America in the Seventies (Culture America series) by Beth Bailey and David R. Farber. University Press of Kansas, 2004.

The premise of this book, as with similar books of observations of the American 70s by other writers, could be summed up as “the 70s is when the 60s were implemented.” While the seeds of civil rights, gender equality, labor solidarity, etc. may have been sown in the 60s, the actual policies that put these ideas in practice happened during the 70s. At the same time, the US confronted a series of setbacks: Vietnam was not only a military embarrassment with enormous human costs, but a war that polarized the nation on moral grounds, with none of the moral clarity or national purpose of WW II; expanded government programs and higher-paid labor to meet the social demands of the 60s, combined with the replacement of American heavy industry with imported goods and the movement of labor-intensive production overseas, resulted in “stagflation” (inflation combined with economic stagnation); the Arab oil shocks painfully emphasized America’s utter dependence on the whim of a small group of nations whose culture in some ways could not be further from our own. Richard Nixon’s Watergate scandal made the public cynical that the government was not only incapable of resolving these economic woes, but lacked integrity and was not invested in the well being of the middle class. Social structures were challenged by movements involving gender roles, racial identity, and sexual identity, destabilizing social norms that were perceived to have anchored the country for decades and leaving many people casting about for their personal identity and purpose as well as confidence in their country. This toxic combination led to a nationwide anomie and alienation as expressed in gritty (and now-iconic) 70s movies like Taxi Driver, Looking for Mr. Goodbar, Midnight Cowboy, and Saturday Night Fever.
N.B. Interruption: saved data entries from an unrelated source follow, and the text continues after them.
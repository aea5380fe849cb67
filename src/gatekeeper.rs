//! Per-navigation authorization check.
//!
//! Runs before any page is served and decides, from the presence of the
//! access token cookie alone, whether to serve the page or redirect. The
//! check fails closed: anything short of a readable, non-empty access token
//! counts as unauthenticated.

use axum::{
    extract::{Request, State},
    middleware::Next,
    response::{IntoResponse, Redirect, Response},
};
use std::sync::Arc;
use tracing::debug;

use crate::credentials::{ACCESS_COOKIE_NAME, get_cookie};

pub const HOME_PATH: &str = "/";
pub const LOGIN_PATH: &str = "/login";

/// Routes reachable without a session.
const PUBLIC_ROUTES: &[&str] = &["/forgot-password", "/reset-password", "/terms", "/privacy"];

/// Routes that only make sense without a session.
const AUTH_ONLY_ROUTES: &[&str] = &[LOGIN_PATH, "/signup"];

/// Prefixes that bypass the gate: the backend proxy and internal assets
/// authorize themselves or need no authorization.
const EXEMPT_PREFIXES: &[&str] = &["/api/", "/assets/"];

const EXEMPT_PATHS: &[&str] = &["/api", "/assets", "/favicon.ico"];

#[derive(Debug, Clone, Copy, PartialEq, Eq)]
pub enum PathClass {
    Public,
    AuthOnly,
    Protected,
}

#[derive(Debug, Clone, PartialEq, Eq)]
pub enum GateDecision {
    Serve,
    Redirect(String),
}

/// Route classification used by the gate.
#[derive(Debug, Clone)]
pub struct RouteTable {
    public: Vec<String>,
    auth_only: Vec<String>,
    home_path: String,
    login_path: String,
}

impl Default for RouteTable {
    fn default() -> Self {
        Self {
            public: PUBLIC_ROUTES.iter().map(|s| s.to_string()).collect(),
            auth_only: AUTH_ONLY_ROUTES.iter().map(|s| s.to_string()).collect(),
            home_path: HOME_PATH.to_string(),
            login_path: LOGIN_PATH.to_string(),
        }
    }
}

/// Whether `path` is `route` itself or one of its sub-paths.
fn matches_route(path: &str, route: &str) -> bool {
    match path.strip_prefix(route) {
        Some(rest) => rest.is_empty() || rest.starts_with('/'),
        None => false,
    }
}

impl RouteTable {
    pub fn with_public(mut self, route: impl Into<String>) -> Self {
        self.public.push(route.into());
        self
    }

    pub fn is_exempt(path: &str) -> bool {
        EXEMPT_PATHS.contains(&path) || EXEMPT_PREFIXES.iter().any(|p| path.starts_with(p))
    }

    pub fn classify(&self, path: &str) -> PathClass {
        if self.auth_only.iter().any(|r| matches_route(path, r)) {
            PathClass::AuthOnly
        } else if self.public.iter().any(|r| matches_route(path, r)) {
            PathClass::Public
        } else {
            PathClass::Protected
        }
    }

    pub fn decide(&self, authenticated: bool, class: PathClass) -> GateDecision {
        match (authenticated, class) {
            (true, PathClass::AuthOnly) => GateDecision::Redirect(self.home_path.clone()),
            (true, PathClass::Public | PathClass::Protected) => GateDecision::Serve,
            (false, PathClass::Public | PathClass::AuthOnly) => GateDecision::Serve,
            (false, PathClass::Protected) => GateDecision::Redirect(self.login_path.clone()),
        }
    }
}

/// Axum middleware applying the gate to every non-exempt request.
pub async fn gatekeeper(
    State(routes): State<Arc<RouteTable>>,
    request: Request,
    next: Next,
) -> Response {
    let path = request.uri().path().to_owned();
    if RouteTable::is_exempt(&path) {
        return next.run(request).await;
    }

    let authenticated = get_cookie(request.headers(), ACCESS_COOKIE_NAME).is_some();
    let class = routes.classify(&path);

    match routes.decide(authenticated, class) {
        GateDecision::Serve => next.run(request).await,
        GateDecision::Redirect(to) => {
            debug!(path = %path, ?class, authenticated, to = %to, "Navigation redirected");
            Redirect::temporary(&to).into_response()
        }
    }
}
One very significant result of this existential crisis was the emergence of the New Right with the Reagan election of 1980. By latching on to the common denominators of dissatisfaction with government incompetence and corruption and the alienation bred by changing social roles, the New Right assembled a constituency of anti-tax activists, critics of “big government”, and the religious right. Reagan and his successors used this mandate to gut the government altogether, following an existing conservative agenda that just needed dusting off after losing its social luster during the 60s.
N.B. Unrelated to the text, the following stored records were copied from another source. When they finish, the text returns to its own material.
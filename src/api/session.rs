//! Session endpoints of the web tier.
//!
//! - POST `/auth` - Forward login, set the credential triple
//! - POST `/refresh` - Exchange the refresh token for a new triple
//! - POST `/logout` - Revoke the backend session and clear the triple
//! - DELETE `/deactivate` - Deactivate the account and clear the triple
//! - GET `/session` - Report whether an access token cookie is present
//!
//! Cookie writes always cover all three credentials, and happen on the same
//! response that answers the call.

use axum::{
    Json, Router,
    body::Bytes,
    extract::State,
    http::{HeaderMap, StatusCode},
    response::{IntoResponse, Response},
    routing::{delete, get, post},
};
use serde::{Deserialize, Serialize};
use std::sync::Arc;
use tracing::{error, info, warn};

use super::error::{ApiError, parse_optional_json};
use crate::backend::SessionBackend;
use crate::credentials::{
    ACCESS_COOKIE_NAME, CookiePolicy, Credentials, REFRESH_COOKIE_NAME, SESSION_COOKIE_NAME,
    get_cookie,
};
use crate::teardown::{TeardownReport, revoke_remote};

#[derive(Clone)]
pub struct SessionState {
    pub backend: Arc<dyn SessionBackend>,
    pub cookies: CookiePolicy,
}

pub fn router(state: SessionState) -> Router {
    Router::new()
        .route("/auth", post(login))
        .route("/refresh", post(refresh))
        .route("/logout", post(logout))
        .route("/deactivate", delete(deactivate))
        .route("/session", get(session_status))
        .with_state(state)
}

#[derive(Serialize)]
struct SuccessResponse {
    success: bool,
}

#[derive(Serialize)]
#[serde(rename_all = "camelCase")]
struct LogoutResponse {
    success: bool,
    #[serde(flatten)]
    report: TeardownReport,
}

#[derive(Deserialize, Default)]
#[serde(rename_all = "camelCase")]
struct LogoutRequest {
    #[serde(default)]
    all_devices: bool,
}

#[derive(Serialize)]
struct SessionStatusResponse {
    authenticated: bool,
}

/// Response with a JSON body and the whole triple set. Credentials that
/// cannot travel as cookies are a backend fault, and nothing is written.
fn with_credentials(cookies: &CookiePolicy, creds: &Credentials) -> Result<Response, ApiError> {
    let mut response = (StatusCode::OK, Json(SuccessResponse { success: true })).into_response();
    cookies.append_set(response.headers_mut(), creds).map_err(|e| {
        error!(error = %e, "Backend issued credentials unusable as cookies");
        ApiError::bad_gateway("Backend returned malformed credentials")
    })?;
    Ok(response)
}

async fn login(State(state): State<SessionState>, body: Bytes) -> Result<Response, ApiError> {
    let payload: serde_json::Value = parse_optional_json(&body)?
        .filter(serde_json::Value::is_object)
        .ok_or_else(|| ApiError::bad_request("Login requires a JSON object body"))?;

    let creds = state
        .backend
        .login(payload)
        .await
        .map_err(|e| ApiError::backend("Login failed", e))?;

    if !creds.is_complete() {
        return Err(ApiError::bad_gateway("Backend returned incomplete credentials"));
    }

    let response = with_credentials(&state.cookies, &creds)?;
    info!(session_id = %creds.session_id, "Session started");
    Ok(response)
}

async fn refresh(
    State(state): State<SessionState>,
    headers: HeaderMap,
) -> Result<Response, ApiError> {
    let refresh_token = get_cookie(&headers, REFRESH_COOKIE_NAME)
        .ok_or_else(|| ApiError::unauthorized("No refresh token"))?;

    // The access cookie may already have expired in the browser.
    let current = Credentials::new(
        get_cookie(&headers, ACCESS_COOKIE_NAME).unwrap_or_default(),
        refresh_token,
        get_cookie(&headers, SESSION_COOKIE_NAME).unwrap_or_default(),
    );

    let rotated = state
        .backend
        .refresh(refresh_token.to_string())
        .await
        .map_err(|e| ApiError::backend("Refresh failed", e))?;

    let next = current.rotate(rotated);
    if !next.is_complete() {
        return Err(ApiError::bad_gateway("Backend returned incomplete credentials"));
    }

    with_credentials(&state.cookies, &next)
}

async fn logout(
    State(state): State<SessionState>,
    headers: HeaderMap,
    body: Bytes,
) -> Result<Response, ApiError> {
    let request: LogoutRequest = parse_optional_json(&body)?.unwrap_or_default();

    let remote_invalidated = match get_cookie(&headers, ACCESS_COOKIE_NAME) {
        Some(access_token) => {
            let session_id = get_cookie(&headers, SESSION_COOKIE_NAME).unwrap_or_default();
            revoke_remote(
                state.backend.as_ref(),
                access_token,
                session_id,
                request.all_devices,
            )
            .await
        }
        None => false,
    };

    if !remote_invalidated {
        warn!("Logout completed locally only");
    }

    let mut response = (
        StatusCode::OK,
        Json(LogoutResponse {
            success: true,
            report: TeardownReport { remote_invalidated },
        }),
    )
        .into_response();
    state.cookies.append_clear(response.headers_mut());
    Ok(response)
}

async fn deactivate(
    State(state): State<SessionState>,
    headers: HeaderMap,
) -> Result<Response, ApiError> {
    let access_token = get_cookie(&headers, ACCESS_COOKIE_NAME)
        .ok_or_else(|| ApiError::unauthorized("Not authenticated"))?;

    let result = state
        .backend
        .deactivate(access_token.to_string())
        .await
        .map_err(|e| ApiError::backend("Deactivation failed", e))?;

    if !result.success {
        let message = result
            .message
            .unwrap_or_else(|| "Account deactivation failed".to_string());
        warn!(message = %message, "Backend refused deactivation, keeping session");
        return Err(ApiError::conflict(message));
    }

    info!("Account deactivated");
    let mut response = (StatusCode::OK, Json(SuccessResponse { success: true })).into_response();
    state.cookies.append_clear(response.headers_mut());
    Ok(response)
}

async fn session_status(headers: HeaderMap) -> impl IntoResponse {
    Json(SessionStatusResponse {
        authenticated: get_cookie(&headers, ACCESS_COOKIE_NAME).is_some(),
    })
}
The book is a collection of well chosen independent essays, each treating one of these social or economic upheavals in detail. As an academic myself, I approached it with some trepidation since academic writing can be ponderous and needlessly self-indulgent, but these are vigorously written and eminently readable by a non-expert like me. I commend the editors on their choices, though I would have enjoyed some connective material to introduce each essay or place it in the context of the larger themes, as is common in “edited by” collections. Notwithstanding, this is a highly readable and informative account of how the “me decade” of the 70s, in trying to in implement the social reforms of the 60s, ironically enabled the rise of the New Right and “greed is good” in the 80s.